From: Peter O'Gorman
Subject: Re: use of -fno-common on Darwin
Date: Tue, 10 Jan 2006 23:07:20 +0900
User-agent: Mozilla Thunderbird 1.0.2 (Macintosh/20050317)

Bruno Haible wrote:
Paul Eggert wrote:

"Peter O'Gorman" <address@hidden> writes:

getprogname(3), if it exists, can be used as well as other
alternatives (e.g. argv[0]).

Thanks, I wasn't aware of the BSD getprogname until now.


Me too.


How about this proposal?

* Change the progname module to use the BSD getprogname naming
 convention.  No sense reinventing the wheel.  That way, programs can
 simply use the system-defined functions on BSD.

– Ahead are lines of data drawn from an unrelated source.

// LeadSweep - platform/fs.rs
//
// Filesystem helpers for input and output files.

use crate::util::constants;
use crate::util::error::{ExportError, InputFormatError};
use std::io;
use std::path::{Path, PathBuf};

/// Fail if `path` is larger than `MAX_INPUT_FILE_SIZE`.
pub fn check_input_size(path: &Path) -> Result<u64, InputFormatError> {
    let metadata = std::fs::metadata(path).map_err(|e| InputFormatError::Io {
        path: path.to_path_buf(),
        source: e,
    })?;
    if metadata.len() > constants::MAX_INPUT_FILE_SIZE {
        return Err(InputFormatError::FileTooLarge {
            path: path.to_path_buf(),
            size: metadata.len(),
            max_size: constants::MAX_INPUT_FILE_SIZE,
        });
    }
    Ok(metadata.len())
}

/// Read a text file, decoding as UTF-8 and falling back to Windows-1252
/// (the usual encoding of CSVs saved from Excel on Windows).
pub fn read_text(path: &Path) -> Result<String, InputFormatError> {
    check_input_size(path)?;
    let bytes = std::fs::read(path).map_err(|e| InputFormatError::Io {
        path: path.to_path_buf(),
        source: e,
    })?;
    Ok(decode_text(bytes))
}

/// Decode bytes as UTF-8, or as Windows-1252 when they are not valid UTF-8.
pub fn decode_text(bytes: Vec<u8>) -> String {
    match String::from_utf8(bytes) {
        Ok(s) => s,
        Err(e) => {
            tracing::debug!("Input is not valid UTF-8; decoding as Windows-1252");
            let bytes = e.into_bytes();
            let (decoded, _, _) = encoding_rs::WINDOWS_1252.decode(&bytes);
            decoded.into_owned()
        }
    }
}

/// Write several files atomically (write temp → rename) so that either all
/// of them land or none do.
///
/// Every file is written to its temp sibling first; nothing is renamed until
/// all temp writes have succeeded. If a rename fails, the remaining temp
/// files and every target already renamed by this call are removed.
pub fn write_atomic_all(files: &[(&Path, &[u8])]) -> Result<(), ExportError> {
    let io_err = |path: &Path, e: io::Error| ExportError::Io {
        path: path.to_path_buf(),
        source: e,
    };

    let mut staged: Vec<(PathBuf, &Path)> = Vec::with_capacity(files.len());
    for &(path, bytes) in files {
        match stage(path, bytes) {
            Ok(tmp) => staged.push((tmp, path)),
            Err(e) => {
                for (tmp, _) in &staged {
                    let _ = std::fs::remove_file(tmp);
                }
                return Err(io_err(path, e));
            }
        }
    }

    for (idx, &(ref tmp, path)) in staged.iter().enumerate() {
        if let Err(e) = std::fs::rename(tmp, path) {
            tracing::warn!(
                path = %path.display(),
                error = %e,
                "Rename failed; rolling back files written by this run"
            );
            for (pending, _) in &staged[idx..] {
                let _ = std::fs::remove_file(pending);
            }
            for (_, done) in &staged[..idx] {
                let _ = std::fs::remove_file(done);
            }
            return Err(io_err(path, e));
        }
    }

    for &(path, bytes) in files {
        tracing::debug!(path = %path.display(), bytes = bytes.len(), "File written");
    }
    Ok(())
}

/// Write `bytes` to `<path>.tmp`, creating parent directories as needed.
/// Returns the temp path. A failed write removes the partial temp file.
fn stage(path: &Path, bytes: &[u8]) -> io::Result<PathBuf> {
    if let Some(parent) = path.parent() {
        if !parent.as_os_str().is_empty() {
            std::fs::create_dir_all(parent)?;
        }
    }

    let mut tmp_name = path.file_name().unwrap_or_default().to_os_string();
    tmp_name.push(".tmp");
    let tmp = path.with_file_name(tmp_name);

    std::fs::write(&tmp, bytes).map_err(|e| {
        let _ = std::fs::remove_file(&tmp);
        e
    })?;
    Ok(tmp)
}
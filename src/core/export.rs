// LeadSweep - core/export.rs
//
// CSV export of CRM-ready leads and JSON export of the run summary.
// Core layer: writes to any Write trait object.

use crate::core::model::{CrmLead, RunSummary};
use crate::util::constants;
use crate::util::error::ExportError;
use std::io::Write;
use std::path::{Path, PathBuf};

/// Export leads to CSV.
///
/// Writes the fixed header (`constants::OUTPUT_COLUMNS`) even when there are
/// no leads, then one row per lead in order.
pub fn export_csv<W: Write>(
    leads: &[CrmLead],
    writer: W,
    export_path: &Path,
) -> Result<usize, ExportError> {
    let csv_err = |e: csv::Error| ExportError::Csv {
        path: export_path.to_path_buf(),
        source: e,
    };

    let mut csv_writer = csv::WriterBuilder::new()
        .has_headers(false)
        .from_writer(writer);

    csv_writer
        .write_record(constants::OUTPUT_COLUMNS)
        .map_err(csv_err)?;

    let mut count = 0;
    for lead in leads {
        csv_writer.serialize(lead).map_err(csv_err)?;
        count += 1;
    }

    csv_writer.flush().map_err(|e| ExportError::Io {
        path: export_path.to_path_buf(),
        source: e,
    })?;

    Ok(count)
}

/// Export the run summary as pretty-printed JSON.
pub fn export_summary_json<W: Write>(
    summary: &RunSummary,
    writer: W,
    export_path: &Path,
) -> Result<(), ExportError> {
    serde_json::to_writer_pretty(writer, summary).map_err(|e| ExportError::Json {
        path: export_path.to_path_buf(),
        source: e,
    })
}

/// `cleaned_leads_<stem>.csv` next to the input file.
pub fn default_output_path(input: &Path) -> PathBuf {
    let stem = input
        .file_stem()
        .map(|s| s.to_string_lossy().into_owned())
        .unwrap_or_else(|| "leads".to_string());
    let name = format!("{}{stem}.csv", constants::OUTPUT_FILE_PREFIX);
    match input.parent() {
        Some(parent) => parent.join(name),
        None => PathBuf::from(name),
    }
}

#[cfg(test)]
mod tests {
    use super::*;
    use crate::core::model::{Region, RegionCounts};

    fn make_lead(first: &str, company: &str, region: Region) -> CrmLead {
        CrmLead {
            first_name: first.to_string(),
            last_name: "Lee".to_string(),
            company: company.to_string(),
            email: String::new(),
            title: String::new(),
            source: "Event".to_string(),
            campaign: String::new(),
            status: "New".to_string(),
            region,
            owner_id: "005X".to_string(),
        }
    }

    #[test]
    fn test_csv_export() {
        let leads = vec![
            make_lead("Jo", "Acme, Inc.", Region::Apac),
            make_lead("Al", "Beta", Region::UsWest),
        ];
        let mut buf = Vec::new();
        let count = export_csv(&leads, &mut buf, Path::new("out.csv")).unwrap();
        assert_eq!(count, 2);

        let output = String::from_utf8(buf).unwrap();
        let lines: Vec<&str> = output.lines().collect();
        assert_eq!(
            lines[0],
            "FirstName,LastName,Company,Email,Title,Source,Campaign,Status,Region,OwnerId"
        );
        assert_eq!(lines[1], "Jo,Lee,\"Acme, Inc.\",,,Event,,New,APAC,005X");
        assert_eq!(lines[2], "Al,Lee,Beta,,,Event,,New,US-West,005X");
    }

    #[test]
    fn test_csv_export_header_only_when_empty() {
        let mut buf = Vec::new();
        let count = export_csv(&[], &mut buf, Path::new("out.csv")).unwrap();
        assert_eq!(count, 0);
        let output = String::from_utf8(buf).unwrap();
        assert_eq!(output.lines().count(), 1);
    }

    #[test]
    fn test_summary_json_export() {
        let mut counts = RegionCounts::default();
        counts.increment(Region::Euro);
        let summary = RunSummary {
            input_rows: 3,
            excluded_count: 2,
            excluded_companies: vec!["Acme CRO".to_string()],
            retained_count: 1,
            region_counts: counts,
            dropped_incomplete: 0,
            final_count: 1,
        };
        let mut buf = Vec::new();
        export_summary_json(&summary, &mut buf, Path::new("summary.json")).unwrap();
        let value: serde_json::Value = serde_json::from_slice(&buf).unwrap();
        assert_eq!(value["excluded_count"], 2);
        assert_eq!(value["region_counts"]["EURO"], 1);
        assert_eq!(value["region_counts"]["US-East"], 0);
    }

    #[test]
    fn test_default_output_path() {
        assert_eq!(
            default_output_path(Path::new("/data/bio_2025.xlsx")),
            PathBuf::from("/data/cleaned_leads_bio_2025.csv")
        );
        assert_eq!(
            default_output_path(Path::new("leads.csv")),
            PathBuf::from("cleaned_leads_leads.csv")
        );
    }
}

* Rewrite the other gnulib code to use the new convention.

* Ask gnulib users to switch to the new convention.


Yes, that's the most sensible thing to do. If there are no objections,
I will change the 'progname' module accordingly.
[libtool list cut]

Solaris seems to have a getexecname, so between, getprogname, getexecname and program_invocation_short_name, BSD, solaris and glibc using OSes are covered. I'd suggest the following instead of Paul's proposal, as it allows the programmer to override the program name. Given that though, Paul's proposal is better than current.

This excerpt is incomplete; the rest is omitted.